Replaces unknown values in the data.

Channels

Inputs

Classified Examples (ExampleTableWithClass)
Data set.
Learner for Imputation
A learning algorithm to be used when values are imputed using a predictive model. This algorithm, if given, substitutes the default (1-NNLearner).

Outputs

Classified Examples (ExampleTableWithClass)
The same data set as on the input, but with the missing values imputed.

Description

Some Orange's algorithms and visualization cannot handle unknown values in the data. This widget does what statistician call imputation: it substitutes replace them by values computed from the data or set by the user.

Impute widget

In the top-most box, Default imputation method, the user can specify a general imputation technique for all attributes.
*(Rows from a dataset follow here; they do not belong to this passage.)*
use comfy_table::{Cell, Table};

use crate::calendar::MonthCursor;
use crate::cli::Context;
use crate::error::{PaylensError, Result};
use crate::fmt;

pub fn run(ctx: &Context, kind: &str, term: &str) -> Result<()> {
    let mut dash = ctx.dashboard(MonthCursor::current())?;
    dash.set_search(term);

    let mut table = Table::new();
    let count = match kind {
        "costs" | "employees" => {
            let rows = dash.filtered_costs();
            table.set_header(vec!["ID", "Name", "Department", "Position", "Cost to Company"]);
            for r in &rows {
                table.add_row(vec![
                    Cell::new(&r.entity_id),
                    Cell::new(&r.entity_name),
                    Cell::new(&r.department_name),
                    Cell::new(&r.position),
                    Cell::new(ctx.money(r.cost_to_company)),
                ]);
            }
            rows.len()
        }
        "advances" => {
            let rows = dash.filtered_advances();
            table.set_header(vec!["Number", "Employee", "Name", "Amount", "Amortization", "Balance", "Status"]);
            for a in &rows {
                table.add_row(vec![
                    Cell::new(&a.advance_number),
                    Cell::new(&a.employee_number),
                    Cell::new(&a.employee_name),
                    Cell::new(ctx.money(a.amount)),
                    Cell::new(ctx.money(a.amortization)),
                    Cell::new(ctx.money(a.balance)),
                    Cell::new(&a.status),
                ]);
            }
            rows.len()
        }
        "components" => {
            let rows = dash.filtered_components();
            table.set_header(vec!["Code", "Name", "Type", "Taxable", "De minimis limit"]);
            for c in &rows {
                let limit = match (c.is_de_minimis, c.limit) {
                    (true, Some(l)) => ctx.money(l),
                    (true, None) => "yes".to_string(),
                    (false, _) => String::new(),
                };
                table.add_row(vec![
                    Cell::new(&c.code),
                    Cell::new(&c.name),
                    Cell::new(format!("{:?}", c.component_type).to_lowercase()),
                    Cell::new(if c.is_taxable { "yes" } else { "no" }),
                    Cell::new(limit),
                ]);
            }
            rows.len()
        }
        "remittances" => {
            let rows = dash.filtered_remittances();
            table.set_header(vec!["Reference", "Agency", "Period", "Amount", "Due", "Status"]);
            for r in &rows {
                table.add_row(vec![
                    Cell::new(&r.reference_number),
                    Cell::new(r.agency.name()),
                    Cell::new(&r.period_label),
                    Cell::new(ctx.money(r.amount)),
                    Cell::new(fmt::date(r.due_date)),
                    Cell::new(&r.status),
                ]);
            }
            rows.len()
        }
        other => return Err(PaylensError::UnknownKind(other.to_string())),
    };

    if count == 0 {
        println!("No matches for \"{term}\".");
    } else {
        println!("{table}");
        println!("{count} match(es)");
    }
    Ok(())
}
  • Average/Most-frequent uses the average value (for continuous attributes) or the most common value (for discrete attributes).
  • Model-based imputer constructs a model for predicting the missing value based on values of other attributes; a separate model is constructed for each attribute. The default model is 1-NN learner, which takes the value from the most similar example (this is sometimes referred to as hot deck imputation). This algorithm can be substituted by one that the user connects to the input signal Learner for Imputation. Note, however, that if there are discrete and continuous attributes in the data, the algorithm needs to be capable of handling them both; at the moment only kNN learner can do that. (In the future, when Orange has more regressors, Impute widget may have separate input signals for discrete and continuous models.)
  • Random values computes the distributions of values for each attribute and then imputes by picking random values from them.

It is also possible to specify individual treatment for each attribute. Besides the above options, one can decide not to impute the value at all (Don't impute) of to always impute a specific, manually defined value. These settings can be seen in the list of attributes: in the snapshot on the left, we decided not to impute the values of "normalized-losses" and "make", the missing values of "aspiration" will be replaced by random values, while the missing values of "body-style" and "drive-wheels" are replaced by "hatchback" and "fwd", respectively. Values of all other attributes use the default method set above (model-based imputer, in our case).

Button Set All to Default resets the individual attribute treatments to the default.

Imputing class values is typically not a good practice, so it is off by default. It can be enabled by checking Impute class values.

All changes are committed automatically is Send automatically is checked. Otherwise, Apply needs to be pushed to apply any new settings.